Start of ENTRIES SUPPLIED

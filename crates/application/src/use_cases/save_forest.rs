//! Save forest use case.

use courier_domain::Forest;
use tracing::info;

use crate::ports::{ForestRepository, ForestStoreError};

/// Use case for persisting the collection tree of a workspace.
pub struct SaveForest<R: ForestRepository> {
    repository: R,
}

impl<R: ForestRepository> SaveForest<R> {
    /// Creates a new `SaveForest` use case.
    #[must_use]
    pub const fn new(repository: R) -> Self {
        Self { repository }
    }

    /// Replaces the stored forest of `workspace_id`.
    ///
    /// # Errors
    /// Returns an error if the workspace id is unusable or the write fails.
    pub async fn execute(
        &self,
        workspace_id: &str,
        forest: &Forest,
    ) -> Result<(), ForestStoreError> {
        self.repository.save(workspace_id, forest).await?;
        info!(
            workspace = %workspace_id,
            nodes = forest.node_count(),
            "saved collection tree"
        );
        Ok(())
    }
}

End of ENTRIES SUPPLIED

## YOUR INSTRUCTIONS
Transcribe the material in full; every line must match exactly.

## SOLVED EXERCISE
filename crates/application/src/use_cases/save_forest.rs
//! Save forest use case.

use courier_domain::Forest;
use tracing::info;

use crate::ports::{ForestRepository, ForestStoreError};

/// Use case for persisting the collection tree of a workspace.
pub struct SaveForest<R: ForestRepository> {
    repository: R,
}

impl<R: ForestRepository> SaveForest<R> {
    /// Creates a new `SaveForest` use case.
    #[must_use]
    pub const fn new(repository: R) -> Self {
        Self { repository }
    }

    /// Replaces the stored forest of `workspace_id`.
    ///
    /// # Errors
    /// Returns an error if the workspace id is unusable or the write fails.
    pub async fn execute(
        &self,
        workspace_id: &str,
        forest: &Forest,
    ) -> Result<(), ForestStoreError> {
        self.repository.save(workspace_id, forest).await?;
        info!(
            workspace = %workspace_id,
            nodes = forest.node_count(),
            "saved collection tree"
        );
        Ok(())
    }
}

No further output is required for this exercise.